I remember the first time I felt like a real adult— it was when my wife (then girlfriend) and I went to a jewelry store to look into buying an engagement ring. We were only 22 years old, and I was convinced that someone from the back of the store was going to confront us and demand to know why we thought we belonged there.

There were other significant moments, too: the first time I rented a car, the first time I signed home loan documents, and the first time my wife had an ultrasound. Every moment was a weird feeling- I knew I was doing adult-like things, but inside I still felt like I was playing pretend.

So what defines an adult?

Is it someone who is over 18 years old?
Is an adult someone who has graduated college?
Are you an adult when you can pay your own bills?

The judicial system says you’re an adult at 18, the car companies say you’re an adult at 25, and the airlines say you’re an adult at 2 (they make you pay for your own seat, at least).

But just because your age has crossed a threshold, does that mean you’re a true adult?

Once, while coaching a Little League baseball game for my eight-year-old son, an opposing coach (who looked like he was at least fifty) threatened to “meet me in the parking lot” after the game because he thought I unfairly influenced the fourteen-year-old umpire during a close play at the plate.

Another time I got an extremely angry email from a parent who went through a YouSchool group class because I had emailed her a video her daughter made. In all fairness, I had lost her daughter’s email address but had specifically told the students I would send them the videos we made where they shared their ‘life story’ over a three-minute video. The girl was frustrated that I sent it directly to her parents because she wanted to be the one to send it. Her mom’s email had 17 paragraphs (I counted) filled with accusations, unbridled intensity, and threats of my reputation ruined if I ever “lied to another child” again.

You can be an adult according to your age or stage in life, but you can be far from mature. I’m sure you have stories, too.

We’ve been paying a lot of attention over the past few years to learn about the process and developmental thresholds that define adulthood. Whether it’s students in high school making life decisions about what to do after they graduate, or college students taking steps towards a career, or even transitioning military redesigning their lives post-service, the struggles through those transitions are really hard to get a clear glimpse of what life could look like. Ultimately, all those life stages are about growing up, something few people are taught how to do specifically. Most people just go through the motions, do what’s expected of them or of someone at their age, and hope it all works out later on.
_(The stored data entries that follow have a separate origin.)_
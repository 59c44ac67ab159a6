use serde::Serialize;

use crate::domain::Post;
use crate::error::ApiError;

use super::{LIST_LOAD_FAILED, Notice, PostForm, Route};

/// A post card on the combined board page.
#[derive(Debug, Clone, PartialEq, Eq, Serialize)]
pub struct BoardCard {
    pub title: String,
    pub author: String,
    pub date: String,
    pub content: String,
    pub delete_action: String,
}

/// Settled state of the combined list/create/delete page.
///
/// Unlike the list page, a failed fetch still renders the empty message
/// under the error banner.
#[derive(Debug, Clone, Serialize)]
pub struct BoardPage {
    pub cards: Vec<BoardCard>,
    pub error: Option<String>,
    pub form: PostForm,
    pub form_open: bool,
    pub alert: Option<String>,
    pub action: String,
}

impl BoardPage {
    pub fn new(result: Result<Vec<Post>, ApiError>) -> Self {
        let (cards, error) = match result {
            Ok(posts) => (posts.iter().map(card).collect(), None),
            Err(_) => (Vec::new(), Some(LIST_LOAD_FAILED.to_string())),
        };
        Self {
            cards,
            error,
            form: PostForm::default(),
            form_open: false,
            alert: None,
            action: Route::Board.path(),
        }
    }

    /// Re-open the inline form with what the user typed.
    pub fn with_form(mut self, form: PostForm) -> Self {
        self.form = form;
        self.form_open = true;
        self
    }

    pub fn with_notice(mut self, notice: Option<Notice>) -> Self {
        self.alert = notice.map(|n| n.message().to_string());
        self
    }
}

fn card(post: &Post) -> BoardCard {
    BoardCard {
        title: post.title.clone(),
        author: post.author.clone(),
        date: post.timestamp(),
        content: post.content.clone(),
        delete_action: Route::BoardDelete(post.id).path(),
    }
}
You can be an adult according to your age or stage in life, but it doesn’t mean you have it all figured out. In fact, that’s the norm.

Redefining adulthood means we have a different set of parameters to define success. After doing this specific work through the YouSchool for nearly a decade, and a decade before that of leading college students to self-awareness and character-based leadership development, I’m fully convinced that what kids need are guided prompts and an expectation they will respond. It’s not content or answers they need- it’s questions.

Students need to be challenged to answer life’s most important questions. The best environment for them to answer them is simple: first, show them. Have the adults invested in their lives demonstrate what authentic answers sound like. Teachers, parents, principals, and coaches go first. Next, they need some time and quiet space to think for themselves. After that, they need to share with their peers- both in disclosing their own thoughts and hearing from their peers, they will be able to both clarify and navigate to answers that most deeply resonate with themselves.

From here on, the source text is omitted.